Of the three top red-juiced apples, Otterson is producing the highest volume at MSU’s Clarksville Research Station in south-central Lower Michigan.
“Otterson is a very vigorous grower. We have about 40, 5-year-old, 12- to 14-foot-tall trees, and we got about an 18-bushel yield from them last fall, which is fairly good for a still juvenile tree,” Gottschalk said.
The apple has a somewhat mealy texture, so it is not a fresh-eating variety, but the size is excellent, he said. “I would say it’s probably about the size of my palm, so not quite as big as a Red Delicious, but a lot larger than normal crabapples,” he said.

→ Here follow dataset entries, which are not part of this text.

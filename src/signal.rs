//! In-memory signal representation.
//!
//! A signal is either mono (shape `N`) or multi-channel (shape `N x C`).
//! The sample axis is always axis 0; the channel axis, when present, is axis 1.

use crate::error::{Error, Result};
use ndarray::{Array1, Array2, ArrayD, Ix1, Ix2};
use std::fmt::Debug;

/// Numeric sample type accepted by the transforms.
///
/// Implemented for every type that converts losslessly into `f64`
/// (`f32`, `f64`, `i8`, `i16`, `i32`, `u8`, `u16`, `u32`).
pub trait Sample: Copy + Debug {
    /// Widen the sample to `f64`.
    fn to_f64(self) -> f64;
}

impl<T> Sample for T
where
    T: Copy + Debug + Into<f64>,
{
    fn to_f64(self) -> f64 {
        self.into()
    }
}

/// Audio samples tagged by dimensionality.
#[derive(Debug, Clone, PartialEq, Eq)]
pub enum Signal<T> {
    /// Single channel, shape `N`.
    Mono(Array1<T>),
    /// Multiple channels, shape `N x C` with one row per sample frame.
    MultiChannel(Array2<T>),
}

impl<T: Sample> Signal<T> {
    /// Wrap a 1-D array as a mono signal.
    pub fn mono(samples: Array1<T>) -> Self {
        Self::Mono(samples)
    }

    /// Wrap an `N x C` array as a multi-channel signal.
    pub fn multi_channel(frames: Array2<T>) -> Self {
        Self::MultiChannel(frames)
    }

    /// Build an `N x C` signal from a frame-major interleaved buffer
    /// (`[L0, R0, L1, R1, ...]` for stereo).
    pub fn from_interleaved(samples: Vec<T>, channels: usize) -> Result<Self> {
        if channels == 0 {
            return Err(Error::InvalidShape {
                reason: "interleaved buffer must have at least one channel".to_string(),
            });
        }

        if !samples.len().is_multiple_of(channels) {
            return Err(Error::InvalidShape {
                reason: format!(
                    "interleaved buffer of {} samples is not a whole number of {channels}-channel frames",
                    samples.len()
                ),
            });
        }

        let frames = samples.len() / channels;
        Array2::from_shape_vec((frames, channels), samples)
            .map(Self::MultiChannel)
            .map_err(|e| Error::InvalidShape {
                reason: e.to_string(),
            })
    }

    /// Number of samples along the sample axis.
    pub fn num_samples(&self) -> usize {
        match self {
            Self::Mono(samples) => samples.len(),
            Self::MultiChannel(frames) => frames.nrows(),
        }
    }

    /// Number of channels (1 for mono).
    pub fn num_channels(&self) -> usize {
        match self {
            Self::Mono(_) => 1,
            Self::MultiChannel(frames) => frames.ncols(),
        }
    }

    /// Returns true if this is a mono signal.
    pub fn is_mono(&self) -> bool {
        matches!(self, Self::Mono(_))
    }

    /// Borrow the mono samples, if this is a mono signal.
    pub fn as_mono(&self) -> Option<&Array1<T>> {
        match self {
            Self::Mono(samples) => Some(samples),
            Self::MultiChannel(_) => None,
        }
    }

    /// Borrow the `N x C` frames, if this is a multi-channel signal.
    pub fn as_multi_channel(&self) -> Option<&Array2<T>> {
        match self {
            Self::Mono(_) => None,
            Self::MultiChannel(frames) => Some(frames),
        }
    }

    /// Unwrap into a dynamic-rank array.
    pub fn into_dyn(self) -> ArrayD<T> {
        match self {
            Self::Mono(samples) => samples.into_dyn(),
            Self::MultiChannel(frames) => frames.into_dyn(),
        }
    }
}

impl<T: Sample> TryFrom<ArrayD<T>> for Signal<T> {
    type Error = Error;

    fn try_from(array: ArrayD<T>) -> Result<Self> {
        let shape_err = |e: ndarray::ShapeError| Error::InvalidShape {
            reason: e.to_string(),
        };

        match array.ndim() {
            1 => array
                .into_dimensionality::<Ix1>()
                .map(Self::Mono)
                .map_err(shape_err),
            2 => array
                .into_dimensionality::<Ix2>()
                .map(Self::MultiChannel)
                .map_err(shape_err),
            rank => Err(Error::InvalidShape {
                reason: format!("expected a 1-D or 2-D signal, got {rank} dimensions"),
            }),
        }
    }
}

impl<T: Sample> From<Array1<T>> for Signal<T> {
    fn from(samples: Array1<T>) -> Self {
        Self::Mono(samples)
    }
}

impl<T: Sample> From<Array2<T>> for Signal<T> {
    fn from(frames: Array2<T>) -> Self {
        Self::MultiChannel(frames)
    }
}

#[cfg(test)]
#[allow(clippy::unwrap_used)]
mod tests {
    use super::*;
    use ndarray::{IxDyn, array};

    #[test]
    fn test_from_interleaved_stereo() {
        let signal = Signal::from_interleaved(vec![1i16, 2, 3, 4, 5, 6], 2).unwrap();

        assert_eq!(signal.num_samples(), 3);
        assert_eq!(signal.num_channels(), 2);
        assert_eq!(
            signal.as_multi_channel().unwrap(),
            &array![[1i16, 2], [3, 4], [5, 6]]
        );
    }

    #[test]
    fn test_from_interleaved_rejects_partial_frame() {
        let result = Signal::from_interleaved(vec![1.0f32, 2.0, 3.0], 2);
        assert!(matches!(result, Err(Error::InvalidShape { .. })));
    }

    #[test]
    fn test_from_interleaved_rejects_zero_channels() {
        let result = Signal::from_interleaved(vec![1.0f32], 0);
        assert!(matches!(result, Err(Error::InvalidShape { .. })));
    }

    #[test]
    fn test_try_from_dyn_dispatches_on_rank() {
        let mono = ArrayD::from_shape_vec(IxDyn(&[4]), vec![0.0f64, 1.0, 2.0, 3.0]).unwrap();
        let signal = Signal::try_from(mono).unwrap();
        assert!(signal.is_mono());
        assert_eq!(signal.num_samples(), 4);

        // A single-frame stereo array is still 2-D, regardless of its sample count.
        let stereo = ArrayD::from_shape_vec(IxDyn(&[1, 2]), vec![0.5f64, -0.5]).unwrap();
        let signal = Signal::try_from(stereo).unwrap();
        assert!(!signal.is_mono());
        assert_eq!(signal.num_samples(), 1);
        assert_eq!(signal.num_channels(), 2);
    }

    #[test]
    fn test_try_from_dyn_rejects_other_ranks() {
        let cube = ArrayD::<f32>::zeros(IxDyn(&[2, 2, 2]));
        let err = Signal::try_from(cube).unwrap_err();
        assert!(err.to_string().contains("got 3 dimensions"));

        let scalar = ArrayD::<f32>::zeros(IxDyn(&[]));
        assert!(matches!(
            Signal::try_from(scalar),
            Err(Error::InvalidShape { .. })
        ));
    }

    #[test]
    fn test_into_dyn_preserves_shape() {
        let signal = Signal::multi_channel(array![[1u8, 2, 3], [4, 5, 6]]);
        assert_eq!(signal.into_dyn().shape(), &[2, 3]);
    }
}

Cranberry, on the other hand, can be eaten fresh.
“We got about four bushels last fall, but we only have about 15 of those trees,” he said. The oval-shaped apples are smaller than Otterson — about the size of a half-dollar — but they are very tasty, he said. “We haven’t hit full production yet on the Cranberry, so we don’t know the actual production per tree at their adult stage quite yet.”
Irene is a bit larger than Cranberry, has very rich red color, and has good vigor. Of the three, it is the most uncertain.
“We’ve seen varied results between two different years: One year was really good, and one year wasn’t,” Gottschalk said, noting that they will continue to watch the variety to determine whether to proceed with it.
The researchers planted more Irene, Cranberry and Otterson about two years ago and are observing the young trees for cold-hardiness and disease resistance.
They have also begun some thinning of the older trees to determine the effect on apple size and possibly juice characteristics.
In the coming six years of the project, which is funded by the Michigan Apple Commission, they will measure such fruit parameters as pH, titratable acids, Brix, phenolic content and color quantification.
“We think there’s a lot of viability with these red-juiced apples, and we’re hoping Michigan’s industry will start moving toward some specialty apple growing,” Gottschalk said. “The hard cider potential is interesting because it’s expanding exponentially. And given the interest in healthy natural products, these apples may be a unique product for that area to expand into.”
At least one fruit company outside of Michigan is taking an interest in red-juiced apples, too.
That is Stemilt Growers of Wenatchee, Washington. While the company doesn’t have juice commercially available yet, it does have a research and development project underway that “looks promising,” said Tate Mathison, Stemilt’s director of sales.
Beginning this winter, van Nocker hopes to offer growers a limited number of Irene, Cranberry and Otterson cuttings to graft.